Bobby Womack admits he has never truly gotten over the tragedy and still blames himself for leaving the baby unattended on a bed.

In a candid and heartwrenching interview, Womack says, “I lost a son which was my fault and the only reason I can talk about it now is because I know what I’m saying. I’m not hiding behind anything.”

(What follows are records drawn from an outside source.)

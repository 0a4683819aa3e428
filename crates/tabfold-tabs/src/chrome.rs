//! Content reorganizer
//!
//! Builds the tab chrome (button group + one container per tab) after the
//! anchor, moves declared content into the containers, and reverses both on
//! teardown. Nodes are moved, never copied: a relocated node keeps its
//! identity and lives in exactly one place at a time.

use tabfold_dom::{escape_html, Document, NodeId};

use crate::config::{TabConfig, ACTIVE_CLASS};

/// Nodes generated by one controller plus the content it borrowed.
#[derive(Debug, Clone)]
pub(crate) struct Chrome {
    pub(crate) button_group: NodeId,
    pub(crate) buttons: Vec<(String, NodeId)>,
    pub(crate) containers: Vec<(String, NodeId)>,
    /// Borrowed nodes moved in from elsewhere, in move order
    pub(crate) relocated: Vec<NodeId>,
}

impl Chrome {
    pub(crate) fn button(&self, tab_id: &str) -> Option<NodeId> {
        lookup(&self.buttons, tab_id)
    }

    pub(crate) fn container(&self, tab_id: &str) -> Option<NodeId> {
        lookup(&self.containers, tab_id)
    }

    /// Whether `node` is part of the generated chrome itself.
    pub(crate) fn owns(&self, doc: &Document, node: NodeId) -> bool {
        doc.contains(self.button_group, node) || self.containers.iter().any(|(_, c)| *c == node)
    }

    /// Tab whose button contains `target`.
    pub(crate) fn tab_at(&self, doc: &Document, target: NodeId) -> Option<&str> {
        self.buttons
            .iter()
            .find(|(_, button)| doc.contains(*button, target))
            .map(|(id, _)| id.as_str())
    }
}

fn lookup(nodes: &[(String, NodeId)], tab_id: &str) -> Option<NodeId> {
    nodes
        .iter()
        .find(|(id, _)| id == tab_id)
        .map(|(_, node)| *node)
}

/// Create the chrome and move content in. Returns `None`, leaving the
/// document untouched, when the anchor is missing.
pub(crate) fn build(doc: &mut Document, config: &TabConfig) -> Option<Chrome> {
    let Some(anchor) = doc.query(config.anchor()) else {
        tracing::debug!(selector = %config.anchor(), "Anchor not found, tabs not created");
        return None;
    };

    let button_group = match doc.insert_after(anchor, &buttons_markup(config)) {
        Ok(nodes) => nodes.into_iter().next()?,
        Err(e) => {
            tracing::warn!(error = %e, "Cannot insert tab buttons");
            return None;
        }
    };

    let buttons: Vec<(String, NodeId)> = config
        .tab_ids()
        .map(str::to_string)
        .zip(doc.element_children(button_group))
        .collect();

    let containers: Vec<(String, NodeId)> =
        match doc.insert_after(button_group, &containers_markup(config)) {
            Ok(nodes) => config.tab_ids().map(str::to_string).zip(nodes).collect(),
            Err(e) => {
                tracing::warn!(error = %e, "Cannot insert tab containers");
                doc.remove(button_group);
                return None;
            }
        };

    let mut chrome = Chrome {
        button_group,
        buttons,
        containers,
        relocated: Vec::new(),
    };

    relocate_content(doc, config, &mut chrome);

    tracing::info!(
        tabs = chrome.containers.len(),
        relocated = chrome.relocated.len(),
        "Created tabs"
    );

    Some(chrome)
}

/// Tabs in declaration order, selectors in declaration order, matches in
/// document order.
fn relocate_content(doc: &mut Document, config: &TabConfig, chrome: &mut Chrome) {
    for (tab, (tab_id, container)) in config.compiled_tabs().iter().zip(chrome.containers.clone()) {
        for selector in &tab.selectors {
            let matches = doc.query_all(selector);
            if matches.is_empty() {
                tracing::debug!(tab_id = %tab_id, selector = %selector, "Content selector matched nothing");
            }

            for matched in matches {
                let unit = config.policy().unit_for(doc, matched);

                if doc.contains(container, unit) {
                    continue;
                }

                if chrome.owns(doc, unit) || doc.contains(unit, container) {
                    tracing::debug!(
                        tab_id = %tab_id,
                        selector = %selector,
                        "Skipping content that encloses or belongs to the tabs"
                    );
                    continue;
                }

                if doc.append_child(container, unit) {
                    tracing::debug!(tab_id = %tab_id, selector = %selector, "Moved content into tab");
                    if !chrome.relocated.contains(&unit) {
                        chrome.relocated.push(unit);
                    }
                }
            }
        }
    }
}

/// Delete the chrome and put every container child back under the mount
/// container. Works from `chrome` when known, otherwise from the generated
/// ids, so a half-built or foreign-built chrome is cleaned up too.
///
/// Returns the relocated nodes that could not be put back into the
/// document. They stay inside their container, never orphaned.
pub(crate) fn teardown(
    doc: &mut Document,
    config: &TabConfig,
    chrome: Option<&Chrome>,
) -> Vec<NodeId> {
    let group = chrome
        .map(|c| c.button_group)
        .or_else(|| doc.find_by_id(&config.button_group_id()));
    if let Some(group) = group {
        doc.remove(group);
    }

    let mount = doc.query(config.container());
    if mount.is_none() {
        tracing::debug!(
            selector = %config.container(),
            "Mount container not found, restoring content next to the tabs"
        );
    }

    let mut restored = 0usize;
    for tab_id in config.tab_ids() {
        let container = chrome
            .and_then(|c| c.container(tab_id))
            .or_else(|| doc.find_by_id(&config.content_id(tab_id)));
        let Some(container) = container else {
            continue;
        };

        // The mount can't take content back if it sits inside the container.
        let target = mount
            .filter(|m| !doc.contains(container, *m))
            .or_else(|| doc.parent(container));
        let Some(target) = target else {
            tracing::warn!(tab_id = %tab_id, "No place to restore tab content, leaving it in place");
            continue;
        };

        for child in doc.children(container) {
            if doc.append_child(target, child) {
                restored += 1;
            }
        }

        if doc.children(container).is_empty() {
            doc.remove(container);
        }
    }

    let stranded: Vec<NodeId> = chrome
        .map(|c| {
            c.relocated
                .iter()
                .copied()
                .filter(|node| !doc.is_attached(*node))
                .collect()
        })
        .unwrap_or_default();
    if !stranded.is_empty() {
        tracing::warn!(
            stranded = stranded.len(),
            "Relocated content could not be returned to the document"
        );
    }

    tracing::info!(restored, "Removed tabs");
    stranded
}

fn buttons_markup(config: &TabConfig) -> String {
    let mut html = format!(
        r#"<div id="{}" class="{}">"#,
        escape_html(&config.button_group_id()),
        escape_html(&config.button_group_class())
    );

    let button_class = config.button_class();
    for (index, tab) in config.tabs().enumerate() {
        let class = marked(&button_class, index == 0);
        let label = escape_html(&tab.label);
        html.push_str(&format!(
            r#"<button id="{}" class="{}"><i class="{}"></i><span data-i18n="{}">{}</span></button>"#,
            escape_html(&config.button_id(&tab.id)),
            escape_html(&class),
            escape_html(&tab.icon),
            label,
            label
        ));
    }

    html.push_str("</div>");
    html
}

fn containers_markup(config: &TabConfig) -> String {
    let content_class = config.content_class();
    let mut html = String::new();
    for (index, tab_id) in config.tab_ids().enumerate() {
        html.push_str(&format!(
            r#"<div id="{}" class="{}"></div>"#,
            escape_html(&config.content_id(tab_id)),
            escape_html(&marked(&content_class, index == 0))
        ));
    }
    html
}

fn marked(class: &str, active: bool) -> String {
    if active {
        format!("{} {}", class, ACTIVE_CLASS)
    } else {
        class.to_string()
    }
}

“I came in one night… from a convention and I was telling my lady, ‘Baby, you’ve gotta get up, I’ve got something to show you!’ And she said, ‘Can we do this tomorrow? You know the baby…’ I said, ‘That little baby can’t move. He can’t even walk. He’s taking five minutes to hold his head up…’ So she jumps up and I was telling her all these stories… It was no more than two minutes before she said, ‘OK, go and get my baby.’ I went running in to get the baby. The baby had fallen down between the bed and the wall and he suffocated and that was the biggest hurt ever in my life.”

The tragedy turned Womack onto hard drugs, which eventually robbed him of his creative edge – and he spent decades trying to get his passion for songwriting back.

He explains, “That death led to ‘There’s gotta be a better way… and from there, away I went. Every time I heard somebody had died – Johnnie Taylor or somebody else – instead of going to the funeral, I’d go and get high. Eventually I reached out to God and said, ‘Look, I’m in trouble. I don’t even know who I am.’ I wanted to get the true feeling back… My passion for music never died; I was just trying to figure out how you get it back.”

Last month, August 2011, Bobby Womack and his brothers, Friendly, Harry, Curtis and Cecil, were inducted into the West Virginia All-Black Schools Sports and Academic Hall of Fame.